One solution is to take advantage of the rapidly maturing open source, open community software tool known as Apache Drill. Drill is not the first SQL-on-Hadoop tool. It is, however, a new and very sophisticated highly scalable SQL query engine that has been built from the ground up to be appropriate for use even in production settings. Drill extends query capabilities to a variety of new data sources and formats without the requirement for IT intervention that might be expected from a SQL query engine. In short, Drill allows self-exploration of data by providing flexibility along with performance.
Why Drill is compelling for customers
1) Drill provides SQL access on any type of data, with extreme flexibility and ease of use
With Drill, you can query data in files, a Hive data warehouse, HBase tables, or even non-Hadoop based storage systems in just a few minutes, and you can combine data from these sources on the fly.

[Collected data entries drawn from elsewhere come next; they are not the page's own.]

//! Remote operation result types.

use std::time::Duration;

/// Result of a remote command.
///
/// Output is collected in full before the result is returned; the remote
/// interface does not stream.
#[derive(Debug, Clone, Default)]
pub struct ExecutionResult {
    /// Standard output of the command.
    pub stdout: String,
    /// Standard error of the command.
    pub stderr: String,
    /// Exit code (if the command completed).
    pub exit_code: Option<i32>,
    /// Provider message explaining a failure.
    pub message: Option<String>,
    /// Execution duration.
    pub duration: Duration,
}

impl ExecutionResult {
    /// Create a new execution result.
    pub fn new(stdout: impl Into<String>, stderr: impl Into<String>, duration: Duration) -> Self {
        Self {
            stdout: stdout.into(),
            stderr: stderr.into(),
            duration,
            ..Default::default()
        }
    }

    /// Set the exit code.
    pub fn with_exit_code(mut self, code: i32) -> Self {
        self.exit_code = Some(code);
        self
    }

    /// Attach a failure message.
    pub fn with_message(mut self, message: impl Into<String>) -> Self {
        self.message = Some(message.into());
        self
    }

    /// Check if command succeeded (exit code 0).
    pub fn success(&self) -> bool {
        self.exit_code == Some(0)
    }

    /// Message describing why the command failed.
    pub fn failure_message(&self) -> String {
        match (&self.message, self.exit_code) {
            (Some(message), _) => message.clone(),
            (None, Some(code)) => format!("exited with code {}", code),
            (None, None) => "command did not complete".to_string(),
        }
    }

    /// Stdout followed by stderr, as used by `run --stderr -`.
    pub fn combined_output(&self) -> String {
        let mut out = String::with_capacity(self.stdout.len() + self.stderr.len());
        out.push_str(&self.stdout);
        out.push_str(&self.stderr);
        out
    }
}

/// Result of a file transfer.
#[derive(Debug, Clone, PartialEq, Eq)]
pub struct TransferResult {
    /// Whether the transfer succeeded.
    pub ok: bool,
    /// Provider message, set on failure.
    pub message: Option<String>,
    /// Bytes transferred.
    pub bytes: u64,
}

impl TransferResult {
    /// A successful transfer of `bytes` bytes.
    pub fn ok(bytes: u64) -> Self {
        Self {
            ok: true,
            message: None,
            bytes,
        }
    }

    /// A failed transfer.
    pub fn failed(message: impl Into<String>) -> Self {
        Self {
            ok: false,
            message: Some(message.into()),
            bytes: 0,
        }
    }
}
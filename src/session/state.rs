//! Termination state machine.

/// Lifecycle of the rented resource as seen by the termination coordinator.
#[derive(Debug, Clone, Copy, PartialEq, Eq, Default)]
pub enum TerminationState {
    /// The resource is in use; statements may be dispatched.
    #[default]
    Active,
    /// A termination trigger fired; the resource is being released.
    Terminating,
    /// The resource has been released and cannot be reused.
    Terminated,
}

impl TerminationState {
    /// Check if transition to target state is valid.
    ///
    /// Valid transitions:
    /// - Active -> Terminating
    /// - Terminating -> Terminated
    pub fn can_transition_to(&self, target: TerminationState) -> bool {
        use TerminationState::*;
        matches!((*self, target), (Active, Terminating) | (Terminating, Terminated))
    }

    /// Attempt to transition to a new state.
    ///
    /// Returns `Ok(())` if the transition is valid, or an error otherwise.
    pub fn transition_to(&mut self, target: TerminationState) -> crate::Result<()> {
        if self.can_transition_to(target) {
            *self = target;
            Ok(())
        } else {
            Err(crate::error::ShellError::InvalidStateTransition {
                from: *self,
                to: target,
            })
        }
    }

    /// Check if this is a terminal state (no further transitions possible).
    pub fn is_terminal(&self) -> bool {
        matches!(self, TerminationState::Terminated)
    }

    /// Check if statements may still be dispatched.
    pub fn is_active(&self) -> bool {
        matches!(self, TerminationState::Active)
    }
}
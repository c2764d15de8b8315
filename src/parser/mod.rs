//! Line parsing.
//!
//! A raw input line goes through two stages:
//! - the [tokenizer](tokenize) splits it into words, operators and a
//!   trailing comment, expanding `$VAR` references on the way;
//! - the [statement builder](build_statements) groups words into
//!   [`Statement`]s separated by `;`.
//!
//! [`parse_line`] runs both stages and handles the `?` help shorthand.

mod statement;
mod tokenizer;

use thiserror::Error;

pub use statement::{build_statements, parse_line, Statement};
pub use tokenizer::{tokenize, Operator, Token};

/// Why a line could not be parsed.
#[derive(Debug, Clone, PartialEq, Eq, Error)]
pub enum ParseErrorKind {
    /// A quote was opened but never closed.
    #[error("missing closing {0}")]
    UnterminatedQuote(char),

    /// A `${` substitution was opened but never closed.
    #[error("unterminated variable substitution")]
    UnterminatedSubstitution,

    /// The line ends with a lone backslash.
    #[error("dangling escape at end of line")]
    DanglingEscape,

    /// An operator other than `;` was used.
    #[error("unsupported operator: {0}")]
    UnsupportedOperator(Operator),
}

/// A line that failed to parse, together with the reason.
#[derive(Debug, Clone, PartialEq, Eq, Error)]
#[error("parse error in `{line}`: {kind}")]
pub struct ParseError {
    /// The offending input line.
    pub line: String,
    /// What went wrong.
    pub kind: ParseErrorKind,
}

impl ParseError {
    /// Create a parse error for `line`.
    pub fn new(line: impl Into<String>, kind: ParseErrorKind) -> Self {
        Self {
            line: line.into(),
            kind,
        }
    }
}
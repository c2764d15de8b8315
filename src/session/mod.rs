//! Session management module.
//!
//! This module holds the per-session shell state (variables, activity start
//! time, exit flag) and the termination state machine shared with the
//! termination coordinator.

mod context;
mod state;

pub use context::SessionContext;
pub use state::TerminationState;
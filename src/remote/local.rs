//! Loopback provider.
//!
//! Runs commands through the host shell inside a private directory that
//! plays the part of the rented machine's filesystem. It stands in for a
//! real leasing backend when the shell is run on its own.

use std::path::{Component, Path, PathBuf};
use std::process::Stdio;
use std::sync::atomic::{AtomicBool, Ordering};
use std::sync::{Arc, Mutex};
use std::time::{Duration, Instant};

use futures_util::future::BoxFuture;
use tempfile::TempDir;
use tokio::process::Command;
use tokio::sync::mpsc;
use tokio::task::JoinHandle;
use tracing::{debug, info, warn};

use super::{ExecutionResult, RemoteError, RemoteEvent, RemoteHandle, TransferResult};

/// Default lifetime of an activity.
pub const DEFAULT_ACTIVITY_TIMEOUT: Duration = Duration::from_secs(3600);

/// Settings for the loopback provider.
#[derive(Debug, Clone)]
pub struct ProviderOptions {
    /// Directory standing in for the remote filesystem. A fresh scratch
    /// directory under the system temp dir is created (and removed on
    /// release) when unset.
    pub workdir: Option<PathBuf>,
    /// How long the activity lives before the provider destroys it.
    pub activity_timeout: Duration,
    /// Limit for a single command.
    pub command_timeout: Option<Duration>,
}

impl Default for ProviderOptions {
    fn default() -> Self {
        Self {
            workdir: None,
            activity_timeout: DEFAULT_ACTIVITY_TIMEOUT,
            command_timeout: None,
        }
    }
}

/// A [`RemoteHandle`] backed by the local machine.
pub struct LocalProvider {
    root: PathBuf,
    scratch: Mutex<Option<TempDir>>,
    command_timeout: Option<Duration>,
    released: AtomicBool,
    events: mpsc::Sender<RemoteEvent>,
    watchdog: Mutex<Option<JoinHandle<()>>>,
}

impl LocalProvider {
    /// Prepare the activity and return it with its event stream.
    ///
    /// The activity is ready for commands when this returns.
    pub async fn start(
        options: ProviderOptions,
    ) -> Result<(Arc<Self>, mpsc::Receiver<RemoteEvent>), RemoteError> {
        let (root, scratch) = match options.workdir {
            Some(dir) => {
                tokio::fs::create_dir_all(&dir).await?;
                (dir, None)
            }
            None => {
                let scratch = tempfile::Builder::new().prefix("remote-shell-").tempdir()?;
                (scratch.path().to_path_buf(), Some(scratch))
            }
        };

        let (tx, rx) = mpsc::channel(8);
        let timeout = options.activity_timeout;
        let timeout_tx = tx.clone();
        let watchdog = tokio::spawn(async move {
            tokio::time::sleep(timeout).await;
            warn!("activity timeout of {:?} reached", timeout);
            let _ = timeout_tx
                .send(RemoteEvent::Destroyed {
                    reason: "activity timeout".to_string(),
                })
                .await;
        });

        info!("activity ready in {}", root.display());

        let provider = Arc::new(Self {
            root,
            scratch: Mutex::new(scratch),
            command_timeout: options.command_timeout,
            released: AtomicBool::new(false),
            events: tx,
            watchdog: Mutex::new(Some(watchdog)),
        });
        Ok((provider, rx))
    }

    /// Directory holding the activity's files.
    pub fn root(&self) -> &Path {
        &self.root
    }

    /// Whether [`release`](RemoteHandle::release) has run.
    pub fn is_released(&self) -> bool {
        self.released.load(Ordering::SeqCst)
    }

    /// Push an event to the shell as if the provider had reported it.
    pub async fn notify(&self, event: RemoteEvent) -> Result<(), RemoteError> {
        self.events
            .send(event)
            .await
            .map_err(|_| RemoteError::Failed("event stream closed".to_string()))
    }

    fn ensure_active(&self) -> Result<(), RemoteError> {
        if self.is_released() {
            Err(RemoteError::Released)
        } else {
            Ok(())
        }
    }

    /// Map a remote path onto the activity root.
    fn resolve(&self, remote: &str) -> Result<PathBuf, RemoteError> {
        let relative = Path::new(remote.trim_start_matches('/'));
        if relative
            .components()
            .any(|c| matches!(c, Component::ParentDir | Component::Prefix(_)))
        {
            return Err(RemoteError::Failed(format!(
                "path {} leaves the activity root",
                remote
            )));
        }
        Ok(self.root.join(relative))
    }

    async fn execute(&self, command_line: &str) -> Result<ExecutionResult, RemoteError> {
        self.ensure_active()?;
        debug!("run: {}", command_line);

        let start = Instant::now();
        let mut command = shell_command(command_line);
        command
            .current_dir(&self.root)
            .stdin(Stdio::null())
            .kill_on_drop(true);

        let output = match self.command_timeout {
            Some(limit) => tokio::time::timeout(limit, command.output())
                .await
                .map_err(|_| RemoteError::Timeout(limit))??,
            None => command.output().await?,
        };

        let result = ExecutionResult::new(
            String::from_utf8_lossy(&output.stdout).into_owned(),
            String::from_utf8_lossy(&output.stderr).into_owned(),
            start.elapsed(),
        );
        Ok(match output.status.code() {
            Some(code) => result.with_exit_code(code),
            None => result.with_message("command terminated by signal"),
        })
    }

    async fn upload(&self, local: &Path, remote: &str) -> Result<TransferResult, RemoteError> {
        self.ensure_active()?;
        let target = self.resolve(remote)?;
        if let Some(parent) = target.parent() {
            tokio::fs::create_dir_all(parent).await?;
        }
        Ok(match tokio::fs::copy(local, &target).await {
            Ok(bytes) => TransferResult::ok(bytes),
            Err(e) => TransferResult::failed(e.to_string()),
        })
    }

    async fn download(&self, remote: &str, local: &Path) -> Result<TransferResult, RemoteError> {
        self.ensure_active()?;
        let source = self.resolve(remote)?;
        Ok(match tokio::fs::copy(&source, local).await {
            Ok(bytes) => TransferResult::ok(bytes),
            Err(e) => TransferResult::failed(format!("{}: {}", remote, e)),
        })
    }

    async fn shutdown(&self) -> Result<(), RemoteError> {
        if self.released.swap(true, Ordering::SeqCst) {
            return Ok(());
        }

        if let Some(watchdog) = self.watchdog.lock().ok().and_then(|mut w| w.take()) {
            watchdog.abort();
        }

        let scratch = self.scratch.lock().ok().and_then(|mut s| s.take());
        if let Some(scratch) = scratch {
            tokio::task::spawn_blocking(move || scratch.close())
                .await
                .map_err(|e| RemoteError::Failed(format!("cleanup task failed: {}", e)))??;
        }

        info!("activity released");
        Ok(())
    }
}

impl RemoteHandle for LocalProvider {
    fn run_command<'a>(
        &'a self,
        command: &'a str,
    ) -> BoxFuture<'a, Result<ExecutionResult, RemoteError>> {
        Box::pin(self.execute(command))
    }

    fn upload_file<'a>(
        &'a self,
        local: &'a Path,
        remote: &'a str,
    ) -> BoxFuture<'a, Result<TransferResult, RemoteError>> {
        Box::pin(self.upload(local, remote))
    }

    fn download_file<'a>(
        &'a self,
        remote: &'a str,
        local: &'a Path,
    ) -> BoxFuture<'a, Result<TransferResult, RemoteError>> {
        Box::pin(self.download(remote, local))
    }

    fn release(&self) -> BoxFuture<'_, Result<(), RemoteError>> {
        Box::pin(self.shutdown())
    }
}

#[cfg(unix)]
fn shell_command(command_line: &str) -> Command {
    let mut command = Command::new("sh");
    command.arg("-c").arg(command_line);
    command
}

#[cfg(windows)]
fn shell_command(command_line: &str) -> Command {
    let mut command = Command::new("cmd");
    command.arg("/C").arg(command_line);
    command
}
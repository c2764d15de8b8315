//! # remote-shell
//!
//! Interactive command shell for a single rented remote compute resource.
//!
//! The shell reads lines from batch files, a one-shot command or an
//! interactive prompt, parses them into statements and dispatches a small
//! fixed set of commands (`run`, `upload`, `download`, `set`, `echo`,
//! `time`, `exit`, `help`) against a [`RemoteHandle`].
//!
//! ## Features
//!
//! - **Shell-like parsing**: quoting, escapes, `$VAR` substitution, `;` and `#`
//! - **Three input sources**: batch files, `--execute`, and a `rustyline` REPL
//! - **Single shutdown path**: `exit`, OS signals and remote failure events
//!   all end in exactly one release of the remote resource
//!
//! ## Quick Start
//!
//! ```no_run
//! use remote_shell::{
//!     Console, Driver, ExecutionPlan, LocalProvider, ProviderOptions, SessionContext,
//!     TerminationCoordinator,
//! };
//!
//! #[tokio::main]
//! async fn main() -> remote_shell::Result<()> {
//!     remote_shell::logging::try_init().ok();
//!
//!     let (provider, events) = LocalProvider::start(ProviderOptions::default()).await?;
//!     let coordinator = TerminationCoordinator::new(provider.clone());
//!
//!     let mut driver = Driver::new(
//!         SessionContext::new(),
//!         provider,
//!         Console::stdio(),
//!         coordinator.token(),
//!     );
//!     let plan = ExecutionPlan {
//!         execute: Some(r#"run "uname -a"; time"#.to_string()),
//!         ..Default::default()
//!     };
//!     let session = tokio::spawn(async move { driver.run(plan, None).await });
//!
//!     let signals = remote_shell::termination::listen()?;
//!     let report = coordinator.run(session, signals, events).await;
//!     println!("{} (exit {})", report.cause, report.exit_code);
//!
//!     Ok(())
//! }
//! ```

pub mod cli;
pub mod commands;
pub mod config;
pub mod driver;
pub mod error;
pub mod logging;
pub mod parser;
pub mod remote;
pub mod session;
pub mod termination;

// Re-export commonly used types
pub use commands::{Console, ShellCommand};
pub use driver::{Driver, DriverOutcome, ExecutionPlan, InputEvent, LineReader};
pub use error::{Result, ShellError};
pub use parser::{parse_line, ParseError, Statement};
pub use remote::{
    ExecutionResult, LocalProvider, ProviderOptions, RemoteError, RemoteEvent, RemoteHandle,
    TransferResult,
};
pub use session::{SessionContext, TerminationState};
pub use termination::{TerminationCause, TerminationCoordinator, TerminationReport};
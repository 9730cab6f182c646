use std::fs;
use std::path::{Path, PathBuf};

use collision_core::{
    CollisionDetector, DeclarationGroup, DetectionConfig, DetectionError, DetectionResult,
    Location, ParseError,
};
use tempfile::TempDir;

fn write_file(root: &Path, relative: &str, contents: &str) -> PathBuf {
    let path = root.join(relative);
    if let Some(parent) = path.parent() {
        fs::create_dir_all(parent).expect("create parent dirs");
    }
    fs::write(&path, contents).expect("write file");
    path
}

fn config(root: &Path, scan: &[&str], exclude: &[&str], tolerant: bool) -> DetectionConfig {
    let scan: Vec<PathBuf> = scan.iter().map(|p| root.join(p)).collect();
    let exclude: Vec<PathBuf> = exclude.iter().map(|p| root.join(p)).collect();
    DetectionConfig::new(&scan, &exclude, &["php".to_string()], root, tolerant)
        .expect("valid config")
}

fn detect(root: &Path, scan: &[&str]) -> DetectionResult {
    CollisionDetector::new(config(root, scan, &[], false))
        .detect()
        .expect("detection succeeds")
}

fn locations(result: &DetectionResult, group: DeclarationGroup, name: &str) -> Vec<Location> {
    result
        .collisions
        .get(group, name)
        .unwrap_or_else(|| panic!("expected collision for {name}: {:#?}", result.collisions))
        .to_vec()
}

const DECLARATIONS: &str = "<?php\nnamespace Foo;\nclass X {}\nfunction y() {}\nconst Z = 1;\n";

#[test]
fn reports_each_group_across_two_files() {
    let tmp = TempDir::new().unwrap();
    write_file(tmp.path(), "src/File1.php", DECLARATIONS);
    write_file(tmp.path(), "src/File2.php", DECLARATIONS);

    let result = detect(tmp.path(), &["src"]);
    assert_eq!(result.files_analysed, 2);
    assert_eq!(result.files_excluded, 0);
    assert_eq!(result.collisions.len(), 3);

    for (group, name, line) in [
        (DeclarationGroup::Type, "Foo\\X", 3),
        (DeclarationGroup::Function, "Foo\\y", 4),
        (DeclarationGroup::Constant, "Foo\\Z", 5),
    ] {
        assert_eq!(
            locations(&result, group, name),
            vec![
                Location::new("src/File1.php", line),
                Location::new("src/File2.php", line),
            ]
        );
    }
}

#[test]
fn detection_is_idempotent() {
    let tmp = TempDir::new().unwrap();
    write_file(tmp.path(), "a/One.php", DECLARATIONS);
    write_file(tmp.path(), "b/Two.php", DECLARATIONS);
    write_file(tmp.path(), "b/c/Three.php", "<?php class Lone {}");

    let detector = CollisionDetector::new(config(tmp.path(), &["a", "b"], &[], false));
    let first = detector.detect().unwrap();
    let second = detector.detect().unwrap();
    assert_eq!(first, second);
    assert_eq!(
        serde_json::to_string(&first).unwrap(),
        serde_json::to_string(&second).unwrap()
    );
}

#[test]
fn root_order_does_not_change_location_order() {
    let tmp = TempDir::new().unwrap();
    write_file(tmp.path(), "a/Dup.php", "<?php class Dup {}");
    write_file(tmp.path(), "b/Dup.php", "<?php class Dup {}");

    let forward = detect(tmp.path(), &["a", "b"]);
    let backward = detect(tmp.path(), &["b", "a"]);
    let expected = vec![Location::new("a/Dup.php", 1), Location::new("b/Dup.php", 1)];
    assert_eq!(locations(&forward, DeclarationGroup::Type, "Dup"), expected);
    assert_eq!(locations(&backward, DeclarationGroup::Type, "Dup"), expected);
}

#[test]
fn groups_stay_isolated() {
    let tmp = TempDir::new().unwrap();
    write_file(tmp.path(), "one.php", "<?php const FOO = 1; function foo() {}");
    write_file(tmp.path(), "two.php", "<?php function FOO() {} class foo {}");

    let result = detect(tmp.path(), &["."]);
    assert_eq!(result.files_analysed, 2);
    assert!(result.collisions.is_empty(), "{:#?}", result.collisions);
}

#[test]
fn nested_declarations_do_not_collide() {
    let tmp = TempDir::new().unwrap();
    write_file(
        tmp.path(),
        "groups.php",
        r#"<?php
class Go {
    public function run() {
        $fn = function () {};
        $anon = new class {
            const Go = 1;
            function Go() {}
        };
    }
}
function helper() {
    class Go {}
}
"#,
    );

    let result = detect(tmp.path(), &["."]);
    assert!(result.collisions.is_empty(), "{:#?}", result.collisions);
}

#[test]
fn use_statements_contribute_nothing() {
    let tmp = TempDir::new().unwrap();
    write_file(
        tmp.path(),
        "use-statement/importer.php",
        "<?php\nuse function external\\namespacedFunction;\nuse const external\\NAMESPACED_CONST;\n",
    );
    write_file(
        tmp.path(),
        "use-statement/other.php",
        "<?php\nnamespace Foo;\nuse function external\\namespacedFunction;\nuse Bar\\{ function namespacedFunction, const NAMESPACED_CONST };\n",
    );

    let result = detect(tmp.path(), &["use-statement"]);
    assert_eq!(result.files_analysed, 2);
    assert!(result.collisions.is_empty(), "{:#?}", result.collisions);
}

#[test]
fn repeated_namespaces_in_one_file() {
    let tmp = TempDir::new().unwrap();
    write_file(
        tmp.path(),
        "multiple-namespaces.php",
        "<?php\nnamespace Foo;\nclass X {}\nnamespace Bar;\nfunction unrelated() {}\nnamespace Foo;\nclass X {}\n",
    );
    write_file(
        tmp.path(),
        "multiple-namespaces-braced.php",
        "<?php\nnamespace Foo {\n    class X {}\n}\nnamespace Bar {\n    function unrelated2() {}\n}\nnamespace Foo {\n    class X {}\n}\n",
    );

    let result = detect(tmp.path(), &["multiple-namespaces.php"]);
    assert_eq!(
        locations(&result, DeclarationGroup::Type, "Foo\\X"),
        vec![
            Location::new("multiple-namespaces.php", 3),
            Location::new("multiple-namespaces.php", 7),
        ]
    );

    let result = detect(tmp.path(), &["multiple-namespaces-braced.php"]);
    assert_eq!(
        locations(&result, DeclarationGroup::Type, "Foo\\X"),
        vec![
            Location::new("multiple-namespaces-braced.php", 3),
            Location::new("multiple-namespaces-braced.php", 9),
        ]
    );
}

#[test]
fn conditional_declarations_are_scanned_only_at_top_level() {
    let tmp = TempDir::new().unwrap();
    write_file(
        tmp.path(),
        "fatal-error/code.php",
        "<?php\nclass Exists {}\nif (!class_exists('Exists')) {\n    class Exists {}\n}\nclass Exists {}\n",
    );

    let result = detect(tmp.path(), &["fatal-error"]);
    assert_eq!(
        locations(&result, DeclarationGroup::Type, "Exists"),
        vec![
            Location::new("fatal-error/code.php", 2),
            Location::new("fatal-error/code.php", 6),
        ]
    );
}

#[test]
fn strict_mode_aborts_on_parse_failure() {
    let tmp = TempDir::new().unwrap();
    write_file(tmp.path(), "parse-error/code.php", "<?php\nclass Broken {\n");

    let err = CollisionDetector::new(config(tmp.path(), &["parse-error"], &[], false))
        .detect()
        .unwrap_err();
    let DetectionError::Parse(parse) = err;
    assert!(matches!(parse, ParseError::Syntax { .. }));
    assert!(parse.path().ends_with("parse-error/code.php"));
    assert!(parse.to_string().contains("Unable to parse"));
}

#[test]
fn strict_mode_reports_the_first_failure_in_enumeration_order() {
    let tmp = TempDir::new().unwrap();
    write_file(tmp.path(), "src/a.php", "<?php }");
    write_file(tmp.path(), "src/b.php", "<?php {");

    let err = CollisionDetector::new(config(tmp.path(), &["src"], &[], false))
        .detect()
        .unwrap_err();
    let DetectionError::Parse(parse) = err;
    assert!(parse.path().ends_with("src/a.php"));
}

#[test]
fn tolerant_mode_counts_parse_failures_as_excluded() {
    let tmp = TempDir::new().unwrap();
    write_file(tmp.path(), "parse-error/code.php", "<?php\nclass Broken {\n");

    let result = CollisionDetector::new(config(tmp.path(), &["parse-error"], &[], true))
        .detect()
        .unwrap();
    assert_eq!(result.files_analysed, 0);
    assert_eq!(result.files_excluded, 1);
    assert!(result.collisions.is_empty());
}

#[cfg(unix)]
#[test]
fn symlinked_directories_do_not_duplicate_declarations() {
    use std::os::unix::fs::symlink;

    let tmp = TempDir::new().unwrap();
    write_file(tmp.path(), "src/real/A.php", "<?php class A {}");
    symlink(tmp.path().join("src/real"), tmp.path().join("src/link")).unwrap();
    symlink(tmp.path().join("src"), tmp.path().join("src/real/loop")).unwrap();

    let result = detect(tmp.path(), &["src"]);
    assert_eq!(result.files_analysed, 1);
    assert_eq!(result.files_excluded, 0);
    assert!(result.collisions.is_empty());
}

#[cfg(unix)]
#[test]
fn unreadable_files_follow_the_parse_failure_policy() {
    use std::os::unix::fs::symlink;

    let tmp = TempDir::new().unwrap();
    write_file(tmp.path(), "src/a.php", "<?php class A {}");
    symlink(tmp.path().join("missing.php"), tmp.path().join("src/b.php")).unwrap();

    let err = CollisionDetector::new(config(tmp.path(), &["src"], &[], false))
        .detect()
        .unwrap_err();
    let DetectionError::Parse(parse) = err;
    assert!(matches!(parse, ParseError::Unreadable { .. }));
    assert!(parse.path().ends_with("src/b.php"));
    assert!(parse.to_string().contains("Unable to get contents of"));

    let result = CollisionDetector::new(config(tmp.path(), &["src"], &[], true))
        .detect()
        .unwrap();
    assert_eq!(result.files_analysed, 1);
    assert_eq!(result.files_excluded, 1);
}

#[test]
fn walk_errors_follow_the_parse_failure_policy() {
    let tmp = TempDir::new().unwrap();
    write_file(tmp.path(), "gone/A.php", "<?php class A {}");
    let strict = CollisionDetector::new(config(tmp.path(), &["gone"], &[], false));
    let tolerant = CollisionDetector::new(config(tmp.path(), &["gone"], &[], true));
    fs::remove_dir_all(tmp.path().join("gone")).unwrap();

    let DetectionError::Parse(parse) = strict.detect().unwrap_err();
    assert!(matches!(parse, ParseError::Walk { .. }));
    assert!(parse.to_string().contains("Unable to list"));

    let result = tolerant.detect().unwrap();
    assert_eq!(result.files_analysed, 0);
    assert_eq!(result.files_excluded, 1);
}

#[test]
fn excluded_paths_are_counted_and_skipped() {
    let tmp = TempDir::new().unwrap();
    write_file(tmp.path(), "src/A.php", "<?php class A {}");
    write_file(tmp.path(), "src/vendor/A.php", "<?php class A {}");
    write_file(tmp.path(), "src/vendor/B.php", "<?php class B {}");

    let result = CollisionDetector::new(config(tmp.path(), &["src"], &["src/vendor"], false))
        .detect()
        .unwrap();
    assert_eq!(result.files_analysed, 1);
    assert_eq!(result.files_excluded, 2);
    assert!(result.collisions.is_empty());
}

#[test]
fn only_configured_extensions_are_scanned() {
    let tmp = TempDir::new().unwrap();
    write_file(tmp.path(), "a.php", "<?php class A {}");
    write_file(tmp.path(), "a.inc", "<?php class A {}");
    write_file(tmp.path(), "a.txt", "<?php class A {}");

    let result = detect(tmp.path(), &["."]);
    assert_eq!(result.files_analysed, 1);

    let cfg = DetectionConfig::new(
        &[tmp.path()],
        &Vec::<PathBuf>::new(),
        &["php".to_string(), ".inc".to_string()],
        tmp.path(),
        false,
    )
    .unwrap();
    let result = CollisionDetector::new(cfg).detect().unwrap();
    assert_eq!(result.files_analysed, 2);
    assert_eq!(
        locations(&result, DeclarationGroup::Type, "A"),
        vec![Location::new("a.inc", 1), Location::new("a.php", 1)]
    );
}

#[test]
fn html_files_and_multiple_files_scenario() {
    let tmp = TempDir::new().unwrap();
    write_file(
        tmp.path(),
        "multiple-files/colliding1.php",
        "<?php\nnamespace {\n    class GlobalClass {}\n    function globalFunction() {}\n    const GLOBAL_CONST = 1;\n}\nnamespace Foo {\n    class NamespacedClass {}\n    function namespacedFunction() {}\n    const NAMESPACED_CONST = 1;\n}\n",
    );
    write_file(
        tmp.path(),
        "multiple-files/colliding2.php",
        "<html>\n<?php\nclass GlobalClass {}\nfunction globalFunction() {}\nconst GLOBAL_CONST = 1;\n?>\n</html>\n",
    );
    write_file(
        tmp.path(),
        "multiple-files/colliding3.php",
        "<?php\nnamespace Foo;\nclass NamespacedClass {}\nfunction namespacedFunction() {}\nconst NAMESPACED_CONST = 1;\n",
    );

    let result = detect(tmp.path(), &["multiple-files"]);
    let names: Vec<_> = result
        .collisions
        .iter()
        .map(|(group, name, locations)| (group, name.to_string(), locations.len()))
        .collect();
    assert_eq!(
        names,
        vec![
            (DeclarationGroup::Type, "Foo\\NamespacedClass".to_string(), 2),
            (DeclarationGroup::Type, "GlobalClass".to_string(), 2),
            (DeclarationGroup::Function, "Foo\\namespacedFunction".to_string(), 2),
            (DeclarationGroup::Function, "globalFunction".to_string(), 2),
            (DeclarationGroup::Constant, "Foo\\NAMESPACED_CONST".to_string(), 2),
            (DeclarationGroup::Constant, "GLOBAL_CONST".to_string(), 2),
        ]
    );
    assert_eq!(
        locations(&result, DeclarationGroup::Type, "GlobalClass"),
        vec![
            Location::new("multiple-files/colliding1.php", 3),
            Location::new("multiple-files/colliding2.php", 3),
        ]
    );
}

2) Drill provides low latency performance at scale
Drill is a distributed and columnar SQL query engine built from the ground up for complex data. It doesn’t use MapReduce, Tez, or Spark. Drill can be deployed on a single node or can be horizontally scaled to 10s to 100s to 1000s of nodes, depending on the number of users that need to be supported, performance SLAs to be met, and the amount of data you that needs processing. Along with scale, Drill is built for performance.
3) Drill provides a granular and de-centralized security model
Drill supports user impersonation, so the specific user identity can be used to access these views instead of system or process users accessing the data, which is not acceptable in several user environments. Drill also offers powerful ownership-chaining capabilities that control how many levels of nested views a given user can access, so organizations can strike a balance between self-service data exploration with controlled governance.
Drill’s architecture is made up of four components:
- Query languages: This layer is responsible for parsing the user’s query and constructing an execution plan. The initial goal is to support the SQL-like language used by Dremel and Google BigQuery. It will also support Full ANSI SQL:2003.
- Low-latency distributed execution engine: This is Drill’s heart. It provides the scalability and fault tolerance needed to efficiently query petabytes of data on 10,000 servers. Drill’s execution engine is based on research in distributed execution engines such as Dremel, Dryad, Hyracks, CIEL, Stratosphere, and columnar storage.
- Nested data formats: This layer is responsible for supporting various data formats. The initial goal is to support the column-based format used by Dremel. Drill is designed to support schema-based formats such as Protocol Buffers/Dremel, Avro/AVRO-806/Trevni and CSV, and schema-less formats such as JSON, BSON (Binary JSON,) and YAML.
- Scalable data sources: This layer is responsible for supporting data sources. The initial focus is to leverage Hadoop as a data source.